The grind time of light/light-medium beans dropped from around 12-13s to around 9-10s for 18-18.5g  while keeping the same recipe for the coffee I brewed at with the Mazzer burrs. But the 64mm SSP High Uniformity burrs are very different from the stock Mazzer burrs and require a different style of brewing. We can grind finer. Having less fines and boulders allows me to grind finer with much higher uniformity and extract more flavors from the coffee more evenly, resulting in tastier, more pronounced flavors and more balanced cups without harshness. I can grind really fine and still grind faster than I would with Mazzer burrs at such fine setting, not to mention Mazzer burrs never produced drinkable results at really fine settings. Light-medium roasted coffees taste from my perspective significantly better with the SSP High Uniformity burrs. Whether it’s a ristretto-style shot or my favourite 1:3+ ratios, these burrs deliver cups that outperform stock Mazzer burrs in every aspect. Sweet notes are sweeter, floral notes are more pronounced, fruity acidity is fruitier – you get the picture.
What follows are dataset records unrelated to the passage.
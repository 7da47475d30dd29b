mod driver;

use anyhow::{Context, Result};
use clap::{Parser, ValueEnum};
use colored::Colorize;
use decklock_game::{Catalog, GameSession, format_clock};
use std::fs;
use std::io::{self, BufRead, Write};
use std::path::PathBuf;
use std::rc::Rc;

use driver::{Driver, parse_command};

#[derive(Debug, Clone, Copy, ValueEnum)]
enum ReportFormat {
    /// Human-readable summary
    Console,
    /// Machine-readable summary
    Json,
}

#[derive(Debug, Parser)]
#[command(name = "decklock-cli", version)]
#[command(about = "Headless play-test driver for the Decklock escape-room engine")]
struct Args {
    /// Deck JSON file; defaults to the embedded standard deck
    #[arg(long)]
    deck: Option<PathBuf>,

    /// Override the starting clock, in seconds
    #[arg(long)]
    seconds: Option<u32>,

    /// Script file with one command per line instead of interactive stdin
    #[arg(long)]
    script: Option<PathBuf>,

    /// Report format printed when the run ends
    #[arg(long, value_enum, default_value_t = ReportFormat::Console)]
    report: ReportFormat,

    /// Verbose output
    #[arg(short, long)]
    verbose: bool,
}

fn load_catalog(args: &Args) -> Result<Catalog> {
    match &args.deck {
        Some(path) => {
            let json = fs::read_to_string(path)
                .with_context(|| format!("reading deck file {}", path.display()))?;
            Catalog::from_json(&json)
                .with_context(|| format!("validating deck file {}", path.display()))
        }
        None => Catalog::standard().context("validating the embedded standard deck"),
    }
}

fn run_script(driver: &mut Driver, lines: impl Iterator<Item = String>) {
    for line in lines {
        let Some(parsed) = parse_command(&line) else {
            continue;
        };
        match parsed {
            Ok(command) => {
                if !driver.apply(command) {
                    break;
                }
            }
            Err(message) => log::warn!("{message}"),
        }
        if !driver.running() {
            break;
        }
    }
}

fn run_interactive(driver: &mut Driver) -> Result<()> {
    let stdin = io::stdin();
    let mut out = io::stdout();
    loop {
        write!(out, "> ")?;
        out.flush()?;
        let mut line = String::new();
        if stdin.lock().read_line(&mut line)? == 0 {
            break;
        }
        let Some(parsed) = parse_command(&line) else {
            continue;
        };
        match parsed {
            Ok(command) => {
                if !driver.apply(command) {
                    break;
                }
            }
            Err(message) => println!("{}", message.red()),
        }
        if !driver.running() {
            break;
        }
    }
    Ok(())
}

fn print_report(report: &driver::RunReport, format: ReportFormat) -> Result<()> {
    match format {
        ReportFormat::Console => {
            println!();
            println!("{}", "=== Run report ===".bold());
            println!("commands:  {}", report.commands);
            println!("clock:     {}", format_clock(report.remaining_seconds));
            println!("owned:     {}", report.owned.join(", "));
            println!("revealed:  {}", report.revealed.join(", "));
            println!("completed: {}", report.completed.join(", "));
            match report.ending {
                Some(ending) => println!("ending:    {ending}"),
                None => println!("ending:    (still running)"),
            }
            if !report.notes.is_empty() {
                println!("notes:");
                for line in report.notes.lines() {
                    println!("  {line}");
                }
            }
        }
        ReportFormat::Json => {
            let json =
                serde_json::to_string_pretty(report).context("serializing run report")?;
            println!("{json}");
        }
    }
    Ok(())
}

fn main() -> Result<()> {
    let args = Args::parse();
    env_logger::Builder::from_env(
        env_logger::Env::default().default_filter_or(if args.verbose { "debug" } else { "info" }),
    )
    .init();

    let catalog = Rc::new(load_catalog(&args)?);
    log::info!(
        "deck loaded: {} cards, clock {}",
        catalog.cards().count(),
        format_clock(args.seconds.unwrap_or_else(|| catalog.starting_seconds())),
    );

    let session = match args.seconds {
        Some(seconds) => GameSession::with_clock(catalog, seconds),
        None => GameSession::new(catalog),
    };
    let mut driver = Driver::new(session);

    match &args.script {
        Some(path) => {
            let script = fs::read_to_string(path)
                .with_context(|| format!("reading script {}", path.display()))?;
            run_script(&mut driver, script.lines().map(str::to_string));
        }
        None => run_interactive(&mut driver)?,
    }

    print_report(&driver.report(), args.report)
}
The first thing I noticed was how much the sound of the grinder has changed while grinding and how uniform the coffee appears to be. Second thing was the speed at which it ground 18g once adjusted for a decent shot. Third was the taste – not even dialed in properly, same coffee and completely off brew time and ratio tasted actually very nice! At this point I knew that these burrs exceeded my expectations.

It’s been little over three weeks since I got these burrs and I really wasn’t sure if I should go with the Multipurpose burrs instead. After these three weeks and around 4kg of coffee I’m happy to say that I’m glad I went with the High Uniformity burrs. I only drink espresso and I can see why the Multipurpose burrs are better suited for someone trying out different brewing methods and those clarity-over-mouthfeel super clear long ratio espresso style of cups. The cups I’m getting with the High Uniformity are clear, balanced with really nice body at whatever ratio I try. One thing is for sure – these burrs don’t go well with traditional 9bar shots, at least for me. It seems brewing 6-7bar pressure goes well with the style of coffee I like to enjoy.
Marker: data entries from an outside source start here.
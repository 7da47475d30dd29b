//! High-level session binding a shared catalog to per-player mutable state.
use std::rc::Rc;

use crate::acquisition;
use crate::catalog::{Card, Catalog};
use crate::clock::ClockController;
use crate::outcome::{AcquisitionOutcome, CardView, SubmitOutcome};
use crate::puzzle::{self, OpenCard};
use crate::state::{Ending, InventoryState};

/// One player's run: inventory, clock, and the transient open-card view.
///
/// The catalog is shared immutably between sessions; everything mutable is
/// constructed fresh per session. All operations are total and atomic with
/// respect to the model; the terminal clock transition is checked after
/// every mutating operation and recorded exactly once.
#[derive(Debug, Clone)]
pub struct GameSession {
    catalog: Rc<Catalog>,
    state: InventoryState,
    clock: ClockController,
    open: Option<OpenCard>,
    ending: Option<Ending>,
}

impl GameSession {
    /// Start a session with the deck's own starting hand and clock.
    #[must_use]
    pub fn new(catalog: Rc<Catalog>) -> Self {
        let seconds = catalog.starting_seconds();
        Self::with_clock(catalog, seconds)
    }

    /// Start a session with an overridden clock.
    #[must_use]
    pub fn with_clock(catalog: Rc<Catalog>, seconds: u32) -> Self {
        let state = InventoryState::with_starting_cards(catalog.starting_cards());
        Self {
            catalog,
            state,
            clock: ClockController::new(seconds),
            open: None,
            ending: None,
        }
    }

    /// Take a card by its typed identifier.
    pub fn take_card(&mut self, input: &str) -> AcquisitionOutcome {
        let outcome =
            acquisition::take_card(&self.catalog, &mut self.state, &mut self.clock, input);
        match &outcome {
            AcquisitionOutcome::Taken { id } => self.record_victory_if_won(id),
            AcquisitionOutcome::TrapTriggered {
                granted: Some(id), ..
            } => self.record_victory_if_won(id),
            _ => {}
        }
        self.check_clock();
        outcome
    }

    /// Open an owned, still-interactive card in the zoom view. Replaces any
    /// previously open card, discarding its wrong-answer tally.
    ///
    /// Returns `None` for unknown, unowned, or completed cards (completed
    /// cards are not re-offered for interaction).
    pub fn open_card(&mut self, id: &str) -> Option<CardView> {
        if !self.state.is_owned(id) || self.state.is_completed(id) {
            return None;
        }
        let card = self.catalog.lookup(id)?;
        // A card flipped in an earlier view opens face up.
        let open = OpenCard::new(id, self.state.is_revealed(id));
        let view = self.view_of(card, &open);
        self.open = Some(open);
        Some(view)
    }

    /// Close the zoom view, discarding the transient tally. Already-applied
    /// penalties and inventory mutations stay.
    pub fn close_card(&mut self) {
        self.open = None;
    }

    /// Flip the currently open card. Returns `None` if `id` is not open.
    pub fn flip_card(&mut self, id: &str) -> Option<CardView> {
        let open = self.open.as_mut().filter(|open| open.id() == id)?;
        open.flip(&mut self.state);
        let card = self.catalog.lookup(id)?;
        Some(self.view_of(card, self.open.as_ref()?))
    }

    /// Submit a code against a machine card.
    ///
    /// A live code entry exists only while the card is open and face up;
    /// outside that, a solved machine still answers `AlreadySolved` so
    /// repeat submissions stay idempotent, and anything else is
    /// `Unavailable`.
    pub fn submit_code(&mut self, id: &str, raw_code: &str) -> SubmitOutcome {
        let outcome = match &mut self.open {
            Some(open) if open.id() == id && open.is_face_up() => puzzle::submit_code(
                &self.catalog,
                &mut self.state,
                &mut self.clock,
                open,
                raw_code,
            ),
            _ => {
                if self.state.is_owned(id)
                    && self.state.is_completed(id)
                    && self.catalog.lookup(id).is_some_and(Card::is_machine)
                {
                    SubmitOutcome::AlreadySolved
                } else {
                    SubmitOutcome::Unavailable { id: id.to_string() }
                }
            }
        };

        if let SubmitOutcome::Solved { granted, .. } = &outcome {
            // The zoom view closes on success.
            self.close_card();
            for id in granted {
                self.record_victory_if_won(id);
            }
        }
        self.check_clock();
        outcome
    }

    /// Advance the countdown by one second. Call once per second while the
    /// session runs. Returns the remaining seconds.
    pub fn tick(&mut self) -> u32 {
        self.clock.tick();
        self.check_clock();
        self.clock.remaining_seconds()
    }

    fn check_clock(&mut self) {
        if self.clock.poll_time_up() && self.ending.is_none() {
            self.ending = Some(Ending::TimeUp);
        }
    }

    fn record_victory_if_won(&mut self, id: &str) {
        if self.ending.is_none() && self.catalog.lookup(id).is_some_and(Card::is_win) {
            self.ending = Some(Ending::Victory);
        }
    }

    fn view_of(&self, card: &Card, open: &OpenCard) -> CardView {
        let face_up = open.is_face_up();
        let can_submit = face_up && card.is_machine() && !self.state.is_completed(&card.id);
        CardView {
            id: card.id.clone(),
            name: card.name.clone(),
            face_up,
            text: face_up.then(|| card.text.clone()).flatten(),
            prompt: can_submit
                .then(|| card.machine().map(|spec| spec.prompt.clone()))
                .flatten(),
            can_submit,
        }
    }

    /// View of the currently open card, if any.
    #[must_use]
    pub fn open_view(&self) -> Option<CardView> {
        let open = self.open.as_ref()?;
        let card = self.catalog.lookup(open.id())?;
        Some(self.view_of(card, open))
    }

    /// Owned ids in acquisition order.
    #[must_use]
    pub fn owned_ids(&self) -> &[String] {
        self.state.owned_ids()
    }

    #[must_use]
    pub fn is_completed(&self, id: &str) -> bool {
        self.state.is_completed(id)
    }

    #[must_use]
    pub fn is_revealed(&self, id: &str) -> bool {
        self.state.is_revealed(id)
    }

    #[must_use]
    pub const fn remaining_seconds(&self) -> u32 {
        self.clock.remaining_seconds()
    }

    /// The disclosed hint for a machine card, if it has been unlocked.
    #[must_use]
    pub fn hint_for(&self, id: &str) -> Option<&str> {
        if !self.state.is_hint_unlocked(id) {
            return None;
        }
        self.catalog
            .lookup(id)?
            .machine()?
            .hint
            .as_deref()
    }

    /// Terminal outcome, once one has been reached.
    #[must_use]
    pub const fn ending(&self) -> Option<Ending> {
        self.ending
    }

    #[must_use]
    pub fn catalog(&self) -> &Catalog {
        &self.catalog
    }

    /// Borrow the underlying inventory state.
    #[must_use]
    pub const fn state(&self) -> &InventoryState {
        &self.state
    }

    /// Consume the session, returning the inventory state.
    #[must_use]
    pub fn into_state(self) -> InventoryState {
        self.state
    }
}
In regards to seasoning – I don’t think they come pre-seasoned, but I’ve read on CoffeeAddicts that they don’t need seasoning at all. I’ve also read on Fellow’s website that they do require at least 3-5kg of seasoning. I’ve noticed that the consistency improved after the first kilo, but that’s maybe because I really cleaned the grinder to be absolutely spotless before putting the new burrs in and coffee is getting re-stuck everywhere. This topic of seasoning burrs (especially these Red Speed coated burrs) is somewhat bipolar in my opinion, so I won’t be digging into this topic here. Maybe someone with better understanding will chip in. I’ve read a reply on Sprometheus’s recent video in regards to seasoning burrs that I find to be convincing enough to keep an eye on how these burrs change over time. I still haven’t noticed much of a difference in taste or workflow after 4kg.
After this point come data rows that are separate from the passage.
//! Command loop driving one [`GameSession`] from a line-oriented script.
use colored::Colorize;
use decklock_game::{Ending, GameSession, Notice, Severity, format_clock};
use serde::Serialize;

/// One parsed player command.
#[derive(Debug, Clone, PartialEq, Eq)]
pub enum Command {
    Take(String),
    Open(String),
    Flip,
    Close,
    Code(String),
    Wait(u32),
    Hints,
    Cards,
    Note(String),
    Status,
    Quit,
}

/// Parse a script line. Blank lines and `#` comments yield `None`.
pub fn parse_command(line: &str) -> Option<Result<Command, String>> {
    let line = line.trim();
    if line.is_empty() || line.starts_with('#') {
        return None;
    }
    let (verb, rest) = match line.split_once(char::is_whitespace) {
        Some((verb, rest)) => (verb, rest.trim()),
        None => (line, ""),
    };

    let needs_arg = |cmd: fn(String) -> Command| {
        if rest.is_empty() {
            Err(format!("`{verb}` needs an argument"))
        } else {
            Ok(cmd(rest.to_string()))
        }
    };

    Some(match verb {
        "take" => needs_arg(Command::Take),
        "open" => needs_arg(Command::Open),
        "flip" => Ok(Command::Flip),
        "close" => Ok(Command::Close),
        "code" => needs_arg(Command::Code),
        "wait" => rest
            .parse()
            .map(Command::Wait)
            .map_err(|_| format!("`wait` needs a number of seconds, got `{rest}`")),
        "hints" => Ok(Command::Hints),
        "cards" => Ok(Command::Cards),
        "note" => Ok(Command::Note(rest.to_string())),
        "status" => Ok(Command::Status),
        "quit" | "exit" => Ok(Command::Quit),
        other => Err(format!("unknown command `{other}`")),
    })
}

/// Final snapshot of a driven run.
#[derive(Debug, Clone, Serialize)]
pub struct RunReport {
    pub commands: usize,
    pub remaining_seconds: u32,
    pub owned: Vec<String>,
    pub completed: Vec<String>,
    pub revealed: Vec<String>,
    pub ending: Option<Ending>,
    /// Free-text scratchpad; never interpreted by the engine.
    pub notes: String,
}

/// Drives a session and accumulates the run report.
pub struct Driver {
    session: GameSession,
    /// Card shown in the zoom view, mirrored here so `flip`/`code` need no
    /// argument.
    open_id: Option<String>,
    notes: String,
    commands: usize,
    announced_victory: bool,
}

impl Driver {
    #[must_use]
    pub fn new(session: GameSession) -> Self {
        Self {
            session,
            open_id: None,
            notes: String::new(),
            commands: 0,
            announced_victory: false,
        }
    }

    /// Whether the loop should keep reading commands.
    #[must_use]
    pub fn running(&self) -> bool {
        self.session.ending() != Some(Ending::TimeUp)
    }

    /// Apply one command. Returns false when the loop should stop.
    pub fn apply(&mut self, command: Command) -> bool {
        self.commands += 1;
        match command {
            Command::Take(input) => {
                let notice = self.session.take_card(&input).notice();
                print_notice(&notice);
            }
            Command::Open(id) => match self.session.open_card(&id) {
                Some(view) => {
                    self.open_id = Some(view.id.clone());
                    println!("  [{}] {} ({})", view.id, view.name, face_word(view.face_up));
                }
                None => {
                    print_notice(&Notice::new(
                        Severity::Info,
                        format!("Card {id} is not on the desk."),
                    ));
                }
            },
            Command::Close => {
                self.session.close_card();
                self.open_id = None;
            }
            Command::Flip => match self.open_id.clone() {
                Some(id) => {
                    if let Some(view) = self.session.flip_card(&id) {
                        println!("  [{}] {} ({})", view.id, view.name, face_word(view.face_up));
                        if let Some(text) = &view.text {
                            println!("  {text}");
                        }
                        if let Some(prompt) = &view.prompt {
                            println!("  {} {prompt}", "prompt:".bold());
                        }
                    }
                }
                None => log::warn!("flip with no open card"),
            },
            Command::Code(code) => match self.open_id.clone() {
                Some(id) => {
                    let notice = self.session.submit_code(&id, &code).notice();
                    print_notice(&notice);
                    if self.session.is_completed(&id) {
                        self.open_id = None;
                    }
                }
                None => log::warn!("code with no open card"),
            },
            Command::Wait(seconds) => {
                for _ in 0..seconds {
                    self.session.tick();
                    if !self.running() {
                        break;
                    }
                }
                log::debug!(
                    "waited; clock now {}",
                    format_clock(self.session.remaining_seconds())
                );
            }
            Command::Hints => {
                let mut any = false;
                for id in self.session.state().unlocked_hint_ids() {
                    if let Some(hint) = self.session.hint_for(id) {
                        println!("  [{id}] {hint}");
                        any = true;
                    }
                }
                if !any {
                    println!("  No hints yet.");
                }
            }
            Command::Cards => {
                for id in self.session.owned_ids() {
                    let mut marks = String::new();
                    if self.session.is_revealed(id) {
                        marks.push('*');
                    }
                    if self.session.is_completed(id) {
                        marks.push('x');
                    }
                    let name = self
                        .session
                        .catalog()
                        .lookup(id)
                        .map_or("?", |card| card.name.as_str());
                    println!("  [{id}{marks}] {name}");
                }
            }
            Command::Note(text) => {
                self.notes.push_str(&text);
                self.notes.push('\n');
            }
            Command::Status => {
                println!(
                    "  clock {}  owned {}  completed {}",
                    format_clock(self.session.remaining_seconds()).bold(),
                    self.session.owned_ids().len(),
                    self.session
                        .owned_ids()
                        .iter()
                        .filter(|id| self.session.is_completed(id))
                        .count(),
                );
            }
            Command::Quit => return false,
        }

        if self.session.ending() == Some(Ending::TimeUp) {
            println!("{}", "TIME'S UP.".red().bold());
            return false;
        }
        if self.session.ending() == Some(Ending::Victory) && !self.announced_victory {
            self.announced_victory = true;
            println!("{}", "You escaped!".green().bold());
        }
        true
    }

    /// Snapshot the run for reporting.
    #[must_use]
    pub fn report(&self) -> RunReport {
        let owned: Vec<String> = self.session.owned_ids().to_vec();
        let completed = owned
            .iter()
            .filter(|id| self.session.is_completed(id))
            .cloned()
            .collect();
        let revealed = owned
            .iter()
            .filter(|id| self.session.is_revealed(id))
            .cloned()
            .collect();
        RunReport {
            commands: self.commands,
            remaining_seconds: self.session.remaining_seconds(),
            owned,
            completed,
            revealed,
            ending: self.session.ending(),
            notes: self.notes.clone(),
        }
    }
}

const fn face_word(face_up: bool) -> &'static str {
    if face_up { "face up" } else { "face down" }
}

fn print_notice(notice: &Notice) {
    let line = match notice.severity {
        Severity::Success => notice.message.green(),
        Severity::Info => notice.message.cyan(),
        Severity::Warning => notice.message.yellow(),
        Severity::Error => notice.message.red(),
    };
    println!("{line}");
}

#[cfg(test)]
mod tests {
    use super::*;
    use decklock_game::Catalog;
    use std::rc::Rc;

    #[test]
    fn parses_commands_and_comments() {
        assert_eq!(parse_command("  "), None);
        assert_eq!(parse_command("# note"), None);
        assert_eq!(
            parse_command("take 37"),
            Some(Ok(Command::Take("37".into())))
        );
        assert_eq!(parse_command("flip"), Some(Ok(Command::Flip)));
        assert_eq!(
            parse_command("code 555 886 633"),
            Some(Ok(Command::Code("555 886 633".into())))
        );
        assert_eq!(parse_command("wait 30"), Some(Ok(Command::Wait(30))));
        assert!(matches!(parse_command("take"), Some(Err(_))));
        assert!(matches!(parse_command("wibble"), Some(Err(_))));
    }

    #[test]
    fn scripted_run_reaches_victory() {
        let session = GameSession::new(Rc::new(Catalog::standard().unwrap()));
        let mut driver = Driver::new(session);
        let script = [
            "take 37", "open 37", "flip", "code 555886633", "take 13", "open 13", "flip",
            "code 0818", "take 56", "open 56", "flip", "code VERTU", "take 55", "open 55", "flip",
            "code 88179401",
        ];
        for line in script {
            let command = parse_command(line).unwrap().unwrap();
            assert!(driver.apply(command), "run ended early at `{line}`");
        }
        let report = driver.report();
        assert_eq!(report.ending, Some(Ending::Victory));
        assert!(report.owned.iter().any(|id| id == "22"));
        assert_eq!(report.remaining_seconds, 3_600);
    }

    #[test]
    fn run_stops_when_the_clock_empties() {
        let catalog = Catalog::from_json(
            r#"{
                "starting_seconds": 2,
                "cards": [{ "id": "1", "name": "Booklet", "kind": "info" }]
            }"#,
        )
        .unwrap();
        let mut driver = Driver::new(GameSession::new(Rc::new(catalog)));
        assert!(!driver.apply(Command::Wait(10)));
        let report = driver.report();
        assert_eq!(report.ending, Some(Ending::TimeUp));
        assert_eq!(report.remaining_seconds, 0);
    }
}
SSP burrs in general seem to be mostly out of stock in most places in the world at the time of this post. I was lucky enough to order one of the last two pairs from a major US based shop which I won’t mention by name because this isn’t a paid sponsorship and the experience was somewhat rocky. Leaving a few issues aside, ordering and having them delivered to Ireland was really easy and relatively fast. I ordered them on Friday, they could’ve been here earlier but arrived on the next Friday with DHL Express. The cost with shipping, tax and duty was 300€. Not to brag, but so that you know what you have to expect if you’re ordering from the US as they still aren’t in stock anywhere I looked at in Europe currently.

Lastly, my advice to you is that if you’re sure the burrs you’re currently grinding with aren’t providing the grind quality you’re looking for and are thinking about upgrading to SSP burrs, consider this as my recommendation to upgrade. If you’re looking for numbers, this thread on Home-Barista should provide enough measurements and results. I’ll share more thoughts as they come. Thanks for reading!


*extraction yield

2 Comments

  1. J G
    July 24, 2022

    Will track this over time. Do update if you see any issues with stalling etc.
    Planning to take the same jump with an old mini A that i have. Single dosing, so hopefully no issues longer term.

    Reply
    1. Jaroslav
      July 24, 2022

      Hi,

      I haven’t had any issues with the grinder so far, it hasn’t stalled once. I don’t expect any issues in the future, I can certainly recommend you to upgrade.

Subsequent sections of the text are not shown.